- _Data for analysis_
□ □ □ □

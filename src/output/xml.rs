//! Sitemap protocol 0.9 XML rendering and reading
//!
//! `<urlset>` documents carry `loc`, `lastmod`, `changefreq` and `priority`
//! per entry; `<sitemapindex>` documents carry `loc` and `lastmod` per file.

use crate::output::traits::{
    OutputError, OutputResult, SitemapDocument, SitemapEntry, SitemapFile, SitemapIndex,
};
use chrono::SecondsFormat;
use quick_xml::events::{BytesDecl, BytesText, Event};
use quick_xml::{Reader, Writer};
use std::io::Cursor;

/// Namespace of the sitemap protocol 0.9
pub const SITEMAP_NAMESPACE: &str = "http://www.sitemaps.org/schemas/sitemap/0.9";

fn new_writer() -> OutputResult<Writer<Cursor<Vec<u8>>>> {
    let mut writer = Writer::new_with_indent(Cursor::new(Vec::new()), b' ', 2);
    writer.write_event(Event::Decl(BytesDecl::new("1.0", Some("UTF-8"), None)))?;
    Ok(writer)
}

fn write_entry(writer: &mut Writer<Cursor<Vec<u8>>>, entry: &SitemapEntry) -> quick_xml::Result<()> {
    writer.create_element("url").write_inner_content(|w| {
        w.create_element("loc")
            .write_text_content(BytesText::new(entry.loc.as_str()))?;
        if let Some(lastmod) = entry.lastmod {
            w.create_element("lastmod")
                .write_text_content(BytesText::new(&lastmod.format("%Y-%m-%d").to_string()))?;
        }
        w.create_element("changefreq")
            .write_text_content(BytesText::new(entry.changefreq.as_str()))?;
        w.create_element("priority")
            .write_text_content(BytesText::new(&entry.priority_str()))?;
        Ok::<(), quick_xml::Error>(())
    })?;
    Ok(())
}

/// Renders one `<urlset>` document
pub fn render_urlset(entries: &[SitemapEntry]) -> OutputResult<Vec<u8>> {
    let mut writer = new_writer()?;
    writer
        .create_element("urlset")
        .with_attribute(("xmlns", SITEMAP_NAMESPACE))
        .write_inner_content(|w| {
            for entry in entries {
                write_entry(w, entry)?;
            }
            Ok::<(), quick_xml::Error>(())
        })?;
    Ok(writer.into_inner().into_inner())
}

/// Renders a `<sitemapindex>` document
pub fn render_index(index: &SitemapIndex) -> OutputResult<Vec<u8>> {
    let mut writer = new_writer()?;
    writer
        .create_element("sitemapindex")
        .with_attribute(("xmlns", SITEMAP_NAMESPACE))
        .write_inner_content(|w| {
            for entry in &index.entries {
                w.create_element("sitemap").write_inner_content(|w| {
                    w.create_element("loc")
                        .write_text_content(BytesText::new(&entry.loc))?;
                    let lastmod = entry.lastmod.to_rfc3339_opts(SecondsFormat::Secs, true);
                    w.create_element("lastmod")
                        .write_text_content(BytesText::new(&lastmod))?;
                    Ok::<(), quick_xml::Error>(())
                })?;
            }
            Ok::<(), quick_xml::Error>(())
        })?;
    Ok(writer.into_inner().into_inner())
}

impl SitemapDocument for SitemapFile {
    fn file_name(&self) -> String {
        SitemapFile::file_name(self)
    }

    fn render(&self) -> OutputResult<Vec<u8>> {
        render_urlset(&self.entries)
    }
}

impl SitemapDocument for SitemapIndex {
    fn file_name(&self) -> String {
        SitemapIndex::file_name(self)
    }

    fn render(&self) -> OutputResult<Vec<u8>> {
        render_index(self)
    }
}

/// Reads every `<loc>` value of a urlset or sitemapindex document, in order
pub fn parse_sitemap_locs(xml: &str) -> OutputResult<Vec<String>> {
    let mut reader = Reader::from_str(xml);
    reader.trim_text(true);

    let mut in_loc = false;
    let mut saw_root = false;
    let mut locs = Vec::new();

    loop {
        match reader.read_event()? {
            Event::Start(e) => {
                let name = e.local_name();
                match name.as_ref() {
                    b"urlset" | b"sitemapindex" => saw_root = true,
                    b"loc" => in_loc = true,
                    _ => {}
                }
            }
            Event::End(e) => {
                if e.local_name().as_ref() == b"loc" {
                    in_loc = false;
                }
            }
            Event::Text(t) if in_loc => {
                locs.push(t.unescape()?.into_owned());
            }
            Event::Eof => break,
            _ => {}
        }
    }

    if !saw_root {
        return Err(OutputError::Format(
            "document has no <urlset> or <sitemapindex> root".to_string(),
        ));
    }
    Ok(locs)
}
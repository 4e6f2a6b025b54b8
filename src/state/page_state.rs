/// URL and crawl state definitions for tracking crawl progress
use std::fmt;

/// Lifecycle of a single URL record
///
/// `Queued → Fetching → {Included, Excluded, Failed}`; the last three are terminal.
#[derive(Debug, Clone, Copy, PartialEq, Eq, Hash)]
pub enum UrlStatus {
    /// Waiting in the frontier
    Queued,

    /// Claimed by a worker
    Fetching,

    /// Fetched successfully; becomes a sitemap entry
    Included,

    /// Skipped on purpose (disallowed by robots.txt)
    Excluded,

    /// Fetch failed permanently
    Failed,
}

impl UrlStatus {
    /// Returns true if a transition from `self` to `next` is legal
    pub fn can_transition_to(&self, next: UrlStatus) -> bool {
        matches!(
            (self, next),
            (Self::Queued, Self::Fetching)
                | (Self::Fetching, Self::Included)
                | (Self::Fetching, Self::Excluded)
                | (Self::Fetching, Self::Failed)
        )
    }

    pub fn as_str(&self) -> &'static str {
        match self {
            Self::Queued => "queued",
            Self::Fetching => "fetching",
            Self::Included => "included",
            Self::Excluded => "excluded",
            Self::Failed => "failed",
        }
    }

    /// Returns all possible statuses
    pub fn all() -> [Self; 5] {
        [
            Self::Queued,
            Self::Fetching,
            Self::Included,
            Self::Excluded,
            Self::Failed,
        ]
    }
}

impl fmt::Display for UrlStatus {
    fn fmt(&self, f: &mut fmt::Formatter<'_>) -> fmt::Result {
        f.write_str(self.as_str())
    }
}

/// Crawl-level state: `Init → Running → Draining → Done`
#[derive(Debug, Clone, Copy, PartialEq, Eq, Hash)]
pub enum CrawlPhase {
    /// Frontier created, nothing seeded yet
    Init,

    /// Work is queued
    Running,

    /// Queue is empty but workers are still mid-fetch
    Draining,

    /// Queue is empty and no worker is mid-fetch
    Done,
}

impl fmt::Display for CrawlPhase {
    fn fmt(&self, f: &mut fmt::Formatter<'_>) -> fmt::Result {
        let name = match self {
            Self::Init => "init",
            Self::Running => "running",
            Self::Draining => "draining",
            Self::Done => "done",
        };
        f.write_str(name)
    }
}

□ □ □ □

- _What is expected_
Within the entries above, how many lines contain the word "Display"? State the number only.

- _Solution_
2